In an earlier interview, I recalled the attempted reform by the Babangida administration which was sabotaged but part of it was adopted. In the reform, Permanent Secretaries became political appointees because at that time, Babangida wanted to change them to Directors General rather than Permanent Secretaries and that reform created what we have now. Like I said, some civil servants decided to fight against the office of the Director General but accepted to be Directors. If you are a Permanent Secretary, what is the flow and how do you become a Permanent Secretary? Back in the days, you found out that you are employed as Assistant Secretary 1 and then you follow the promotional chain till you get to Permanent Secretary. So, you operate as a Secretary all the way up. But now you get employed as an officer, then you progress up to an Assistant Director, Deputy Director and Director and then you become a Permanent Secretary instead of becoming a Director General. Normally, once you get to a Director, the normal procedure required is to aim to be a Director General, which is like a Director of Directors. But now from a Director, you suddenly become a Permanent Secretary. So, like I said, the civil servants wanted to have their cake and eat it; they wanted to be to be Directors but not Directors General when they reach the peak of their service. Instead, they want to be Permanent Secretaries; they were obsessed with the word ‘’permanent’’.

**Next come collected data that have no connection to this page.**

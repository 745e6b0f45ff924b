//! Deterministic explain/diff/preview serializers.
//!
//! Three universal rules apply to every emitter here: maps are written with
//! codepoint-sorted keys (the canonical writer), every output passes
//! through the redactor, and every list is emitted in a declared canonical
//! order. Findings sort `(severity, code, path, message)`; stage diffs
//! `(flow, stage, moduleId, kind, path)`; params sources by path.

pub mod diff;
pub mod envelope;
pub mod exec;
pub mod preview;
pub mod redact;

pub use diff::{DiffKind, DiffRecord, diff_output};
pub use envelope::{
    ExitCode, TOOLING_JSON_V1, TOOLING_JSON_V3, ToolKind, ToolOutput, input_error_output,
    internal_error_output,
};
pub use exec::exec_explain_output;
pub use preview::{PreviewScenario, preview_matrix_output};
pub use redact::{REDACTED, key_is_sensitive, redact_all_leaves, redact_value};

use serde_json::{Map, Value, json};

use crate::decision::{ModuleDecision, Outcome, StageDecision};
use crate::findings::ValidationReport;
use crate::hashing::format_hash;
use crate::overlay::{FlowPatchEvaluation, ModulePatch, OverlayApplied, StagePatch};
use crate::params::{ResolvedParams, SourceEntry};
use envelope::seal;

/// How much detail explain output carries. Source tracking is emitted only
/// at `Full`.
#[derive(Clone, Copy, Debug, PartialEq, Eq)]
pub enum ExplainLevel {
    Summary,
    Full,
}

/// `validate` envelope: exit 2 on any error-severity finding.
#[must_use]
pub fn validate_output(report: &ValidationReport) -> ToolOutput {
    let mut body = Map::new();
    body.insert("is_valid".to_string(), Value::Bool(report.is_valid()));
    body.insert("findings".to_string(), findings_json(report));
    let exit = if report.is_valid() {
        ExitCode::Success
    } else {
        ExitCode::InputInvalid
    };
    seal(ToolKind::Validate, exit, body)
}

/// `explain` envelope: effective params (all leaves redacted) plus a
/// per-stage selection summary.
#[must_use]
pub fn explain_output(
    evaluation: &FlowPatchEvaluation,
    decisions: &[StageDecision],
    params: &ResolvedParams,
    level: ExplainLevel,
) -> ToolOutput {
    let mut body = evaluation_header(evaluation);
    body.insert("params".to_string(), params_json(params, level));
    let stages: Vec<Value> = decisions
        .iter()
        .map(|d| {
            json!({
                "stage": d.stage_name,
                "fanoutEffective": d.fanout_effective,
                "selected": d.selected_ids().collect::<Vec<_>>(),
                "shadowSampled": d.sampled_shadow_ids().collect::<Vec<_>>(),
            })
        })
        .collect();
    body.insert("stages".to_string(), Value::Array(stages));
    seal(ToolKind::Explain, ExitCode::Success, body)
}

/// `explain_patch` envelope: the evaluation itself, without decisions.
#[must_use]
pub fn explain_patch_output(evaluation: &FlowPatchEvaluation) -> ToolOutput {
    let mut body = evaluation_header(evaluation);
    let stages: Vec<Value> = evaluation
        .stages
        .iter()
        .map(|s| stage_patch_json(s, false))
        .collect();
    body.insert("stages".to_string(), Value::Array(stages));
    seal(ToolKind::ExplainPatch, ExitCode::Success, body)
}

/// `explain_patch_rich` envelope (v3): evaluation, per-module decisions
/// with gate verdicts, and full params provenance.
#[must_use]
pub fn explain_patch_rich_output(
    evaluation: &FlowPatchEvaluation,
    decisions: &[StageDecision],
    params: &ResolvedParams,
) -> ToolOutput {
    let mut body = evaluation_header(evaluation);
    let stages: Vec<Value> = evaluation
        .stages
        .iter()
        .map(|s| stage_patch_json(s, true))
        .collect();
    body.insert("stages".to_string(), Value::Array(stages));
    body.insert(
        "decisions".to_string(),
        Value::Array(decisions.iter().map(stage_decision_json).collect()),
    );
    body.insert(
        "params".to_string(),
        params_json(params, ExplainLevel::Full),
    );
    seal(ToolKind::ExplainPatchRich, ExitCode::Success, body)
}

// ---------------------------------------------------------------------------
// Shared fragment builders
// ---------------------------------------------------------------------------

pub(crate) fn evaluation_header(evaluation: &FlowPatchEvaluation) -> Map<String, Value> {
    let mut body = Map::new();
    body.insert(
        "flow".to_string(),
        Value::String(evaluation.flow_name.clone()),
    );
    body.insert(
        "configVersion".to_string(),
        Value::from(evaluation.config_version),
    );
    body.insert(
        "overlaysApplied".to_string(),
        overlays_json(&evaluation.overlays_applied),
    );
    if let Some(reason) = &evaluation.emergency_overlay_ignored_reason_code {
        body.insert(
            "emergencyOverlayIgnoredReasonCode".to_string(),
            Value::String(reason.clone()),
        );
    }
    body
}

pub(crate) fn findings_json(report: &ValidationReport) -> Value {
    Value::Array(
        report
            .sorted_findings()
            .into_iter()
            .map(|f| {
                json!({
                    "severity": f.severity.as_str(),
                    "code": f.code,
                    "path": f.json_path,
                    "message": f.message,
                })
            })
            .collect(),
    )
}

pub(crate) fn overlays_json(overlays: &[OverlayApplied]) -> Value {
    Value::Array(
        overlays
            .iter()
            .map(|overlay| {
                let mut entry = Map::new();
                entry.insert(
                    "layer".to_string(),
                    Value::String(overlay.layer.as_str().to_string()),
                );
                if let Some(layer) = &overlay.experiment_layer {
                    entry.insert("experimentLayer".to_string(), Value::String(layer.clone()));
                }
                if let Some(variant) = &overlay.experiment_variant {
                    entry.insert(
                        "experimentVariant".to_string(),
                        Value::String(variant.clone()),
                    );
                }
                if let Some(tier) = overlay.qos_tier {
                    entry.insert(
                        "qosTier".to_string(),
                        Value::String(tier.as_str().to_string()),
                    );
                }
                Value::Object(entry)
            })
            .collect(),
    )
}

pub(crate) fn stage_patch_json(stage: &StagePatch, rich: bool) -> Value {
    let mut entry = Map::new();
    entry.insert(
        "stage".to_string(),
        Value::String(stage.stage_name.clone()),
    );
    entry.insert(
        "hasFanoutMax".to_string(),
        Value::Bool(stage.has_fanout_max),
    );
    if stage.has_fanout_max {
        entry.insert("fanoutMax".to_string(), Value::from(stage.fanout_max));
    }
    entry.insert(
        "modules".to_string(),
        Value::Array(stage.modules.iter().map(|m| module_patch_json(m, rich)).collect()),
    );
    entry.insert(
        "shadowModules".to_string(),
        Value::Array(
            stage
                .shadow_modules
                .iter()
                .map(|m| module_patch_json(m, rich))
                .collect(),
        ),
    );
    Value::Object(entry)
}

pub(crate) fn module_patch_json(module: &ModulePatch, rich: bool) -> Value {
    let mut entry = Map::new();
    entry.insert("id".to_string(), Value::String(module.id.clone()));
    entry.insert(
        "use".to_string(),
        Value::String(module.module_type.clone()),
    );
    entry.insert("enabled".to_string(), Value::Bool(module.enabled));
    entry.insert("priority".to_string(), Value::from(module.priority));
    entry.insert(
        "introducedBy".to_string(),
        Value::String(module.introduced_by.as_str().to_string()),
    );
    if let Some(sample) = module.shadow_sample {
        entry.insert("shadow".to_string(), json!({ "sample": sample }));
    }
    if let Some(limit_key) = &module.limit_key {
        entry.insert("limitKey".to_string(), Value::String(limit_key.clone()));
    }
    if let Some(memo_key) = &module.memo_key {
        entry.insert("memoKey".to_string(), Value::String(memo_key.clone()));
    }
    if module.disabled_by_emergency {
        entry.insert("disabledByEmergency".to_string(), Value::Bool(true));
    }
    if rich {
        entry.insert("with".to_string(), module.args.clone());
        if let Some(gate) = &module.gate {
            entry.insert("gate".to_string(), gate.to_json());
        }
    }
    Value::Object(entry)
}

pub(crate) fn stage_decision_json(decision: &StageDecision) -> Value {
    json!({
        "stage": decision.stage_name,
        "fanoutEffective": decision.fanout_effective,
        "modules": decision.modules.iter().map(module_decision_json).collect::<Vec<_>>(),
        "shadowModules": decision
            .shadow_modules
            .iter()
            .map(module_decision_json)
            .collect::<Vec<_>>(),
    })
}

pub(crate) fn module_decision_json(decision: &ModuleDecision) -> Value {
    let mut entry = Map::new();
    entry.insert("id".to_string(), Value::String(decision.module_id.clone()));
    entry.insert(
        "use".to_string(),
        Value::String(decision.module_type.clone()),
    );
    entry.insert(
        "outcome".to_string(),
        Value::String(
            match decision.outcome {
                Outcome::Selected => "selected",
                Outcome::Skipped => "skipped",
            }
            .to_string(),
        ),
    );
    entry.insert("code".to_string(), Value::String(decision.code.to_string()));
    if let Some(gate) = &decision.gate {
        let mut gate_entry = Map::new();
        gate_entry.insert("allowed".to_string(), Value::Bool(gate.allowed));
        gate_entry.insert("code".to_string(), Value::String(gate.code.clone()));
        gate_entry.insert(
            "reasonCode".to_string(),
            Value::String(gate.reason_code.clone()),
        );
        if let Some(selector) = &gate.selector {
            gate_entry.insert("selector".to_string(), Value::String(selector.clone()));
        }
        entry.insert("gate".to_string(), Value::Object(gate_entry));
    }
    if decision.disabled_by_emergency {
        entry.insert("disabledByEmergency".to_string(), Value::Bool(true));
    }
    Value::Object(entry)
}

pub(crate) fn params_json(params: &ResolvedParams, level: ExplainLevel) -> Value {
    let mut entry = Map::new();
    entry.insert(
        "effective".to_string(),
        redact_all_leaves(&params.effective),
    );
    entry.insert(
        "hash".to_string(),
        Value::String(format_hash(params.hash)),
    );
    if params.emergency_dropped {
        entry.insert("emergencyDropped".to_string(), Value::Bool(true));
    }
    if level == ExplainLevel::Full {
        entry.insert(
            "sources".to_string(),
            Value::Array(params.sources.iter().map(source_entry_json).collect()),
        );
    }
    Value::Object(entry)
}

pub(crate) fn source_entry_json(source: &SourceEntry) -> Value {
    let mut entry = Map::new();
    entry.insert("path".to_string(), Value::String(source.path.clone()));
    entry.insert(
        "layer".to_string(),
        Value::String(source.layer.as_str().to_string()),
    );
    if let Some(layer) = &source.experiment_layer {
        entry.insert("experimentLayer".to_string(), Value::String(layer.clone()));
    }
    if let Some(variant) = &source.experiment_variant {
        entry.insert(
            "experimentVariant".to_string(),
            Value::String(variant.clone()),
        );
    }
    if let Some(tier) = source.qos_tier {
        entry.insert(
            "qosTier".to_string(),
            Value::String(tier.as_str().to_string()),
        );
    }
    Value::Object(entry)
}
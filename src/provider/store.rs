//! Abstract persistence for the last-known-good snapshot.
//!
//! The backend is swappable; both operations are best-effort and never
//! raise. A store failure only costs durability, not availability.

use async_trait::async_trait;
use std::path::PathBuf;
use tokio::sync::Mutex;

use super::ConfigSnapshot;

/// Best-effort persistence of one snapshot blob.
#[async_trait]
pub trait SnapshotStore: Send + Sync {
    /// Load the persisted snapshot, if one exists and decodes.
    async fn try_load(&self) -> Option<ConfigSnapshot>;

    /// Persist the snapshot; `false` on any failure.
    async fn try_store(&self, snapshot: &ConfigSnapshot) -> bool;
}

/// In-memory store for tests and hosts that opt out of persistence.
#[derive(Debug, Default)]
pub struct MemorySnapshotStore {
    slot: Mutex<Option<ConfigSnapshot>>,
}

impl MemorySnapshotStore {
    pub fn new() -> Self {
        MemorySnapshotStore::default()
    }
}

#[async_trait]
impl SnapshotStore for MemorySnapshotStore {
    async fn try_load(&self) -> Option<ConfigSnapshot> {
        self.slot.lock().await.clone()
    }

    async fn try_store(&self, snapshot: &ConfigSnapshot) -> bool {
        *self.slot.lock().await = Some(snapshot.clone());
        true
    }
}

/// Single-file JSON store. The blob is small enough that synchronous I/O
/// inside the async call is fine.
#[derive(Debug)]
pub struct JsonFileSnapshotStore {
    path: PathBuf,
}

impl JsonFileSnapshotStore {
    pub fn new(path: impl Into<PathBuf>) -> Self {
        JsonFileSnapshotStore { path: path.into() }
    }
}

#[async_trait]
impl SnapshotStore for JsonFileSnapshotStore {
    async fn try_load(&self) -> Option<ConfigSnapshot> {
        let bytes = std::fs::read(&self.path).ok()?;
        serde_json::from_slice(&bytes).ok()
    }

    async fn try_store(&self, snapshot: &ConfigSnapshot) -> bool {
        let Ok(bytes) = serde_json::to_vec(snapshot) else {
            return false;
        };
        std::fs::write(&self.path, bytes).is_ok()
    }
}
//! # Flowpatch: Flow Configuration Compiler and Evaluator
//!
//! Flowpatch turns `(blueprint, patch JSON, request context)` into an
//! unambiguous, validated, explainable execution plan. Operators change
//! runtime behavior by publishing a JSON *patch document* that overlays a
//! compiled *blueprint*; this crate validates the patch, applies its
//! overlay layers per request, resolves effective parameters, and explains
//! every decision as deterministic JSON.
//!
//! ## Core Concepts
//!
//! - **Blueprint**: the code-side definition of a flow: stage contracts,
//!   module catalog, selectors, experiment-layer ownership
//! - **Patch**: the JSON overlay changing a blueprint's behavior at runtime
//! - **Overlays**: applied in the invariant order
//!   *base → experiments (array order) → qos → emergency*
//! - **Findings**: validator diagnostics with stable codes and JSONPaths,
//!   never exceptions
//! - **Decisions**: which modules a stage executes, skips, or
//!   shadow-samples for one request, and why
//!
//! ## Quick Start
//!
//! ```
//! use flowpatch::blueprint::{
//!     FlowBlueprint, FlowRegistry, ModuleCatalog, ModuleSpec, ParamsSchema, SelectorRegistry,
//!     StageContract,
//! };
//! use flowpatch::validator::Validator;
//!
//! let registry = FlowRegistry::new().register(
//!     FlowBlueprint::builder("search")
//!         .stage("retrieve", StageContract::default())
//!         .build()
//!         .unwrap(),
//! );
//! let catalog = ModuleCatalog::new().register(
//!     "noop",
//!     ModuleSpec::new(ParamsSchema::permissive(), "unit"),
//! );
//! let selectors = SelectorRegistry::new();
//!
//! let validator = Validator::new(&registry, &catalog, &selectors);
//! let report = validator.validate(
//!     r#"{"schemaVersion":"v1","flows":{"search":{"stages":{"retrieve":{
//!         "fanoutMax":2,"modules":[{"id":"m1","use":"noop","with":{}}]}}}}}"#,
//! );
//! assert!(report.is_valid());
//! ```
//!
//! ## Purity
//!
//! Every component is pure: no I/O, no wall clock except a caller-supplied
//! `now`, and all randomness derived deterministically from the request's
//! user identity. Registries and catalogs are built once at startup and
//! shared read-only across requests; the only per-request mutable is the
//! [`context::FlowContext`] scratchpad. The single async seam is the
//! config provider and its last-known-good wrapper in [`provider`].
//!
//! ## Module Guide
//!
//! - [`blueprint`] - Contracts registered by the host at startup
//! - [`validator`] - Patch validation producing [`findings`]
//! - [`overlay`] - Per-request overlay evaluation
//! - [`decision`] - Stage decisions and shadow sampling
//! - [`params`] - Layered parameter merge with provenance
//! - [`gates`] - Gate expressions and evaluation
//! - [`explain`] - Deterministic explain/diff/preview serializers
//! - [`provider`] - Config snapshots and the LKG fallback wrapper
//! - [`context`] - The request-scoped scratchpad

pub mod blueprint;
pub mod canonical;
pub mod codes;
pub mod context;
pub mod decision;
pub mod errors;
pub mod explain;
pub mod findings;
pub mod gates;
pub mod hashing;
pub mod jsonpath;
pub mod overlay;
pub mod params;
pub mod patchdoc;
pub mod provider;
pub mod telemetry;
pub mod validator;
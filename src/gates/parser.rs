//! Pure JSON → [`GateExpr`] parsing.
//!
//! The wire form is a single-key object tagging the variant:
//!
//! ```json
//! {"all": [{"variant": {"layer": "L1", "equals": "treatment"}},
//!          {"not": {"request": {"field": "tenant", "in": ["sandbox"]}}}]}
//! ```

use miette::Diagnostic;
use serde_json::Value;
use thiserror::Error;

use super::GateExpr;
use crate::blueprint::schema::json_type_name;
use crate::patchdoc::fields;

#[derive(Debug, Clone, PartialEq, Eq, Error, Diagnostic)]
pub enum GateParseError {
    #[error("gate must be an object, found {found}")]
    #[diagnostic(code(flowpatch::gates::not_an_object))]
    NotAnObject { found: &'static str },

    #[error("gate object must have exactly one key, found {count}")]
    #[diagnostic(code(flowpatch::gates::ambiguous_kind))]
    AmbiguousKind { count: usize },

    #[error("unknown gate kind '{kind}'")]
    #[diagnostic(code(flowpatch::gates::unknown_kind))]
    UnknownKind { kind: String },

    #[error("gate '{kind}' expects an array of children")]
    #[diagnostic(code(flowpatch::gates::children_not_array))]
    ChildrenNotArray { kind: &'static str },

    #[error("gate '{kind}' is missing required field '{field}'")]
    #[diagnostic(code(flowpatch::gates::missing_field))]
    MissingField {
        kind: &'static str,
        field: &'static str,
    },

    #[error("gate '{kind}' field '{field}' has the wrong shape")]
    #[diagnostic(code(flowpatch::gates::invalid_field))]
    InvalidField {
        kind: &'static str,
        field: &'static str,
    },
}

impl GateExpr {
    /// Parse a gate tree from its JSON form.
    pub fn parse(value: &Value) -> Result<GateExpr, GateParseError> {
        let Some(object) = value.as_object() else {
            return Err(GateParseError::NotAnObject {
                found: json_type_name(value),
            });
        };
        if object.len() != 1 {
            return Err(GateParseError::AmbiguousKind {
                count: object.len(),
            });
        }
        let (kind, body) = object.iter().next().expect("len checked above");
        match kind.as_str() {
            "all" => Ok(GateExpr::All(parse_children("all", body)?)),
            "any" => Ok(GateExpr::Any(parse_children("any", body)?)),
            "not" => Ok(GateExpr::Not(Box::new(GateExpr::parse(body)?))),
            "request" => parse_request(body),
            "variant" => parse_variant(body),
            "selector" => parse_selector(body),
            other => Err(GateParseError::UnknownKind {
                kind: other.to_string(),
            }),
        }
    }
}

fn parse_children(kind: &'static str, body: &Value) -> Result<Vec<GateExpr>, GateParseError> {
    let items = body
        .as_array()
        .ok_or(GateParseError::ChildrenNotArray { kind })?;
    items.iter().map(GateExpr::parse).collect()
}

fn required_str<'a>(
    kind: &'static str,
    body: &'a Value,
    field: &'static str,
) -> Result<&'a str, GateParseError> {
    let member = body
        .get(field)
        .ok_or(GateParseError::MissingField { kind, field })?;
    member
        .as_str()
        .filter(|s| !s.is_empty())
        .ok_or(GateParseError::InvalidField { kind, field })
}

fn parse_request(body: &Value) -> Result<GateExpr, GateParseError> {
    const KIND: &str = "request";
    let field = required_str(KIND, body, "field")?.to_string();
    let members = body
        .get("in")
        .ok_or(GateParseError::MissingField {
            kind: KIND,
            field: "in",
        })?
        .as_array()
        .ok_or(GateParseError::InvalidField {
            kind: KIND,
            field: "in",
        })?;
    let one_of = members
        .iter()
        .map(|m| {
            m.as_str()
                .map(str::to_string)
                .ok_or(GateParseError::InvalidField {
                    kind: KIND,
                    field: "in",
                })
        })
        .collect::<Result<Vec<_>, _>>()?;
    Ok(GateExpr::Request { field, one_of })
}

fn parse_variant(body: &Value) -> Result<GateExpr, GateParseError> {
    const KIND: &str = "variant";
    Ok(GateExpr::Variant {
        layer: required_str(KIND, body, fields::LAYER)?.to_string(),
        equals: required_str(KIND, body, "equals")?.to_string(),
    })
}

fn parse_selector(body: &Value) -> Result<GateExpr, GateParseError> {
    const KIND: &str = "selector";
    Ok(GateExpr::Selector {
        name: required_str(KIND, body, "name")?.to_string(),
    })
}
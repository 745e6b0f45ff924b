//! Stage decisions: which modules execute, which are skipped, and why.
//!
//! Consumed by the execution engine and by the explain/preview serializers.
//! Pure and deterministic: the same `(evaluation, request, contracts)`
//! always yields the same decisions, including the shadow sampler, which
//! derives its buckets from the request's user identity alone.

pub mod sampler;

pub use sampler::shadow_sampled;

use rustc_hash::FxHashMap;

use crate::blueprint::{FlowBlueprint, SelectorRegistry, StageContract};
use crate::codes;
use crate::context::{FlowContext, RequestOptions};
use crate::gates::{GateDecision, GateEnv};
use crate::overlay::{FlowPatchEvaluation, ModulePatch, StagePatch};

/// Terminal outcome for one module in one request.
#[derive(Clone, Copy, Debug, PartialEq, Eq)]
pub enum Outcome {
    Selected,
    Skipped,
}

/// One module's decision with its stable outcome code and, for gate skips,
/// the gate's own verdict for explain.
#[derive(Clone, Debug, PartialEq)]
pub struct ModuleDecision {
    pub module_id: String,
    pub module_type: String,
    pub outcome: Outcome,
    /// `SELECTED`, `DISABLED`, `GATE_FALSE`, `FANOUT_TRIM`, …
    pub code: &'static str,
    pub gate: Option<GateDecision>,
    pub priority: i32,
    pub declared_index: usize,
    pub disabled_by_emergency: bool,
}

impl ModuleDecision {
    fn skipped(module: &ModulePatch, code: &'static str) -> Self {
        ModuleDecision {
            module_id: module.id.clone(),
            module_type: module.module_type.clone(),
            outcome: Outcome::Skipped,
            code,
            gate: None,
            priority: module.priority,
            declared_index: module.declared_index,
            disabled_by_emergency: module.disabled_by_emergency,
        }
    }

    fn selected(module: &ModulePatch) -> Self {
        ModuleDecision {
            module_id: module.id.clone(),
            module_type: module.module_type.clone(),
            outcome: Outcome::Selected,
            code: codes::SELECTED,
            gate: None,
            priority: module.priority,
            declared_index: module.declared_index,
            disabled_by_emergency: false,
        }
    }
}

/// Decisions for one stage, primaries and shadows separately, both in
/// declared order.
#[derive(Clone, Debug, PartialEq)]
pub struct StageDecision {
    pub stage_name: String,
    /// `min(clamped fanoutMax, survivors)` for this request.
    pub fanout_effective: usize,
    pub modules: Vec<ModuleDecision>,
    pub shadow_modules: Vec<ModuleDecision>,
}

impl StageDecision {
    pub fn selected_ids(&self) -> impl Iterator<Item = &str> {
        self.modules
            .iter()
            .filter(|d| d.outcome == Outcome::Selected)
            .map(|d| d.module_id.as_str())
    }

    pub fn sampled_shadow_ids(&self) -> impl Iterator<Item = &str> {
        self.shadow_modules
            .iter()
            .filter(|d| d.outcome == Outcome::Selected)
            .map(|d| d.module_id.as_str())
    }
}

/// Computes per-stage decisions from an evaluation and the blueprint's
/// stage contracts.
#[derive(Clone, Copy)]
pub struct StageDecisionComputer<'a> {
    blueprint: &'a FlowBlueprint,
    selectors: &'a SelectorRegistry,
}

impl<'a> StageDecisionComputer<'a> {
    pub fn new(blueprint: &'a FlowBlueprint, selectors: &'a SelectorRegistry) -> Self {
        StageDecisionComputer {
            blueprint,
            selectors,
        }
    }

    /// Decide every stage of the evaluation. Stages the blueprint does not
    /// know get an empty-contract default (everything skipped by the
    /// dynamic-modules check is still reported, never dropped).
    #[must_use]
    pub fn compute(
        &self,
        evaluation: &FlowPatchEvaluation,
        options: &RequestOptions,
        context: Option<&FlowContext>,
    ) -> Vec<StageDecision> {
        evaluation
            .stages
            .iter()
            .map(|stage| {
                let contract = self
                    .blueprint
                    .stage_contract(&stage.stage_name)
                    .cloned()
                    .unwrap_or_default();
                self.compute_stage(stage, &contract, options, context)
            })
            .collect()
    }

    fn gate_env<'e>(
        &'e self,
        options: &'e RequestOptions,
        context: Option<&'e FlowContext>,
    ) -> GateEnv<'e> {
        GateEnv {
            variants: &options.variants,
            request_attributes: &options.request_attributes,
            selectors: self.selectors,
            context,
        }
    }

    fn compute_stage(
        &self,
        stage: &StagePatch,
        contract: &StageContract,
        options: &RequestOptions,
        context: Option<&FlowContext>,
    ) -> StageDecision {
        let env = self.gate_env(options, context);

        // Primary modules: gate checks in declared order, then priority
        // ordering, hard cap, and fan-out trim.
        let mut decisions: FxHashMap<usize, ModuleDecision> = FxHashMap::default();
        let mut candidates: Vec<&ModulePatch> = Vec::new();
        for module in &stage.modules {
            match gate_check(module, contract, &env, false) {
                Some(skip) => {
                    decisions.insert(module.declared_index, skip);
                }
                None => candidates.push(module),
            }
        }

        sort_candidates(&mut candidates);
        let surviving = candidates.len().min(contract.max_modules_hard);
        for module in candidates.drain(surviving..) {
            decisions.insert(
                module.declared_index,
                ModuleDecision::skipped(module, codes::STAGE_CONTRACT_MAX_MODULES_HARD_EXCEEDED),
            );
        }

        let fanout_limit = effective_fanout_limit(stage, contract);
        let fanout_effective = fanout_limit.min(candidates.len());
        for (rank, module) in candidates.iter().enumerate() {
            let decision = if rank < fanout_effective {
                ModuleDecision::selected(module)
            } else {
                ModuleDecision::skipped(module, codes::FANOUT_TRIM)
            };
            decisions.insert(module.declared_index, decision);
        }

        let modules = stage
            .modules
            .iter()
            .map(|m| {
                decisions
                    .remove(&m.declared_index)
                    .expect("every module decided")
            })
            .collect();

        let shadow_modules = self.compute_shadow(stage, contract, &env, options);

        StageDecision {
            stage_name: stage.stage_name.clone(),
            fanout_effective,
            modules,
            shadow_modules,
        }
    }

    fn compute_shadow(
        &self,
        stage: &StagePatch,
        contract: &StageContract,
        env: &GateEnv<'_>,
        options: &RequestOptions,
    ) -> Vec<ModuleDecision> {
        let mut decisions: FxHashMap<usize, ModuleDecision> = FxHashMap::default();
        let mut candidates: Vec<&ModulePatch> = Vec::new();
        for module in &stage.shadow_modules {
            if let Some(skip) = gate_check(module, contract, env, true) {
                decisions.insert(module.declared_index, skip);
                continue;
            }
            let sample_bps = module.sample_bps().unwrap_or(0);
            let effective_bps = sample_bps.min(contract.max_shadow_sample_bps);
            if shadow_sampled(&options.user_id, &module.id, effective_bps) {
                candidates.push(module);
            } else {
                decisions.insert(
                    module.declared_index,
                    ModuleDecision::skipped(module, codes::SHADOW_NOT_SAMPLED),
                );
            }
        }

        sort_candidates(&mut candidates);
        let retained = candidates.len().min(contract.max_shadow_modules_hard);
        for module in candidates.drain(retained..) {
            decisions.insert(
                module.declared_index,
                ModuleDecision::skipped(
                    module,
                    codes::STAGE_CONTRACT_MAX_SHADOW_MODULES_HARD_EXCEEDED,
                ),
            );
        }
        for module in candidates {
            decisions.insert(module.declared_index, ModuleDecision::selected(module));
        }

        stage
            .shadow_modules
            .iter()
            .map(|m| {
                decisions
                    .remove(&m.declared_index)
                    .expect("every shadow module decided")
            })
            .collect()
    }
}

/// The first four checks shared by primary and shadow decisions. Returns
/// the skip decision, or `None` for a surviving candidate.
fn gate_check(
    module: &ModulePatch,
    contract: &StageContract,
    env: &GateEnv<'_>,
    shadow: bool,
) -> Option<ModuleDecision> {
    if !module.enabled {
        return Some(ModuleDecision::skipped(module, codes::DISABLED));
    }
    let allowed_here = if shadow {
        contract.allows_shadow_modules
    } else {
        contract.allows_dynamic_modules
    };
    if !allowed_here {
        return Some(ModuleDecision::skipped(
            module,
            codes::STAGE_CONTRACT_DYNAMIC_MODULES_FORBIDDEN,
        ));
    }
    if !contract.allows_type(&module.module_type) {
        return Some(ModuleDecision::skipped(
            module,
            codes::STAGE_CONTRACT_MODULE_TYPE_FORBIDDEN,
        ));
    }
    if let Some(gate) = &module.gate {
        let verdict = gate.evaluate(env);
        if !verdict.allowed {
            let mut decision = ModuleDecision::skipped(module, codes::GATE_FALSE);
            decision.gate = Some(verdict);
            return Some(decision);
        }
    }
    None
}

/// Stable ordering: priority descending, declared index ascending.
fn sort_candidates(candidates: &mut [&ModulePatch]) {
    candidates.sort_by(|a, b| {
        b.priority
            .cmp(&a.priority)
            .then(a.declared_index.cmp(&b.declared_index))
    });
}

/// Clamp the stage's `fanoutMax` to `[0, contract.max_fanout_max]`;
/// an omitted `fanoutMax` means "unbounded before clamping".
fn effective_fanout_limit(stage: &StagePatch, contract: &StageContract) -> usize {
    if stage.has_fanout_max {
        stage.fanout_max.min(contract.max_fanout_max) as usize
    } else {
        contract.max_fanout_max as usize
    }
}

1] In 2015, the Malam Nasir El-Rufai administration conducted a verification exercise to clean up the civil service payroll when it assumed office;
2] The government reformed the civil service, whereby some cadres were abolished;
3] The minimum requirement to become a civil servant in Kaduna state is a National Diploma;
4] Services of drivers, cooks and sundry other auxiliary staff have been out sourced;
5] The government also put a cap on political appointees by reducing the number of Ministries and Commissioners to 14;
6] The number of Permanent Secretaries was also reduced;
7] The administration has embarked on another round of verification to ensure that the civil service reform is being complied with;
8] The reform entails a new approach to evaluating civil servants and not just using the Annual Performance Evaluation Report (APER) form;
9] There is a template to also evaluate Ministries, Departments and Agencies of government;
10] Some agencies will be merged in a bid to ensure a lean and more efficient civil service.